NOTEWORTHY DEATHS

— Cartoonist Cullum dies of cancer

Leo Cullum, a cartoonist whose droll images of dog doctors, businessmen in sombreros and lions in therapy helped define the style of The New Yorker magazine in recent decades, has died, his brother said Monday night.

Thomas Cullum told The Associated Press that Leo Cullum died of cancer Saturday in Malibu, five years after he was diagnosed with the disease. He was 68.

For 33 years, Cullum contributed hundreds of cartoons to the magazine.

His distinctive characters - usually with pointy noses and always lacking chins - were also often used for the magazine’s popular caption contest.

One of his best-known cartoons featured a stern man standing with his cat next to its litter and saying, “Never, ever think outside the box.”

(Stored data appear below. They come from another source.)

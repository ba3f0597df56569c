//! FIFO event queue that stamps ids on entry.

use std::collections::VecDeque;

use crate::domain::{Event, EventId, IdGen};

/// An event plus its queue id and the id of the event whose handler produced it.
#[derive(Debug, Clone, PartialEq)]
pub struct QueuedEvent {
    pub id: EventId,
    /// `None` for events seeded by the engine itself.
    pub cause: Option<EventId>,
    pub event: Event,
}

#[derive(Debug, Default)]
pub struct EventQueue {
    inner: VecDeque<QueuedEvent>,
    ids: IdGen,
}

impl EventQueue {
    pub fn new() -> Self {
        Self::default()
    }

    /// Append at the tail and return the assigned id.
    pub fn push(&mut self, event: Event, cause: Option<EventId>) -> EventId {
        let id = self.ids.next_id();
        self.inner.push_back(QueuedEvent { id, cause, event });
        id
    }

    /// Non-blocking pop from the head.
    pub fn pop(&mut self) -> Option<QueuedEvent> {
        self.inner.pop_front()
    }

    pub fn len(&self) -> usize {
        self.inner.len()
    }

    pub fn is_empty(&self) -> bool {
        self.inner.is_empty()
    }

    /// Total events ever enqueued.
    pub fn enqueued(&self) -> u64 {
        self.ids.issued()
    }

    pub fn clear(&mut self) {
        self.inner.clear();
    }
}
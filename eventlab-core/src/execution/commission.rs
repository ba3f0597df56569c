//! Broker cost functions keyed by venue.
//!
//! A commission model sees only `(symbol, quantity, direction)`. The schedule
//! maps venue identifiers to models; an unknown venue trades for free.

use std::collections::HashMap;

use crate::domain::OrderSide;

/// Commission charged for one fill.
pub trait CommissionModel: Send + Sync {
    fn name(&self) -> &str;

    fn commission(&self, symbol: &str, quantity: u64, direction: OrderSide) -> f64;
}

/// No commission. The naive simulated fill mode.
#[derive(Debug, Clone, Copy, Default)]
pub struct ZeroCommission;

impl CommissionModel for ZeroCommission {
    fn name(&self) -> &str {
        "zero"
    }

    fn commission(&self, _symbol: &str, _quantity: u64, _direction: OrderSide) -> f64 {
        0.0
    }
}

/// `rate` per share with a per-order floor.
#[derive(Debug, Clone, Copy)]
pub struct PerShareCommission {
    pub rate: f64,
    pub minimum: f64,
}

impl PerShareCommission {
    pub fn new(rate: f64, minimum: f64) -> Self {
        Self { rate, minimum }
    }
}

impl CommissionModel for PerShareCommission {
    fn name(&self) -> &str {
        "per_share"
    }

    fn commission(&self, _symbol: &str, quantity: u64, _direction: OrderSide) -> f64 {
        if quantity == 0 {
            return 0.0;
        }
        (self.rate * quantity as f64).max(self.minimum)
    }
}

/// Flat fee per order regardless of size.
#[derive(Debug, Clone, Copy)]
pub struct FixedCommission {
    pub amount: f64,
}

impl CommissionModel for FixedCommission {
    fn name(&self) -> &str {
        "fixed"
    }

    fn commission(&self, _symbol: &str, quantity: u64, _direction: OrderSide) -> f64 {
        if quantity == 0 {
            0.0
        } else {
            self.amount
        }
    }
}

/// Venue → commission model registry.
#[derive(Default)]
pub struct CommissionSchedule {
    models: HashMap<String, Box<dyn CommissionModel>>,
}

impl CommissionSchedule {
    pub fn new() -> Self {
        Self::default()
    }

    pub fn register(&mut self, venue: impl Into<String>, model: Box<dyn CommissionModel>) {
        self.models.insert(venue.into(), model);
    }

    pub fn with(mut self, venue: impl Into<String>, model: Box<dyn CommissionModel>) -> Self {
        self.register(venue, model);
        self
    }

    pub fn model_name(&self, venue: &str) -> &str {
        self.models.get(venue).map_or("zero", |m| m.name())
    }

    pub fn commission(
        &self,
        venue: &str,
        symbol: &str,
        quantity: u64,
        direction: OrderSide,
    ) -> f64 {
        match self.models.get(venue) {
            Some(model) => model.commission(symbol, quantity, direction),
            None => {
                tracing::debug!(venue, "no commission model registered, charging zero");
                0.0
            }
        }
    }
}

impl std::fmt::Debug for CommissionSchedule {
    fn fmt(&self, f: &mut std::fmt::Formatter<'_>) -> std::fmt::Result {
        let mut venues: Vec<(&String, &str)> =
            self.models.iter().map(|(v, m)| (v, m.name())).collect();
        venues.sort();
        f.debug_struct("CommissionSchedule")
            .field("venues", &venues)
            .finish()
    }
}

Another shows a clown giving a little girl a balloon with the caveat, “But remember, you’re responsible for your own happiness.”

For most of his years as a cartoonist, Cullum was also a full-time pilot for TWA and later American Airlines. He retired at 60 and devoted himself to drawing.

In all he contributed 819 cartoons to the magazine, the last of which appeared in Monday’s issue, according to The New York Times, which first reported his death.

In addition to his brother, Leo Cullum is survived by his wife and two daughters.

Stein, Fiddler on the Roof playwright

THE ASSOCIATED PRESS

NEW YORK - Playwright

Joseph Stein, who turned a Yiddish short story into the classic Broadway musical Fiddler on the Roof and later wrote the screenplay for its successful movie adaptation, has died at age 98.

His wife, Elisa Stein, said he died at Mount Sinai Medical Center in Manhattan on Sunday from complications after a fall. He had been hospitalized for treatment for prostate cancer, his relatives said.

“He was, I think, the most ebullient, optimistic and happy man I’ve ever known,” said a son, Harry Stein, reached by phone Monday. “He was constantly good-humored, even in difficult times.”

Stein’s wife said he was a “very funny man” who “kept people in the hospital in stitches.”

Stein, who won a Tony Award for his work on Fiddler, also supplied the book, or story, for nearly a dozen other musicals, including Zorba, Mr. Wonderful and Plain and Fancy. He also wrote for radio and for television during its early golden age.

But it was Fiddler, based on Sholom Aleichem’s Tevye and His Daughters, that proved to be his biggest hit. The show opened on Broadway in September 1964 and ran for more than 3,200 performances. Fiddler also has had several Broadway revivals, the last in 2004.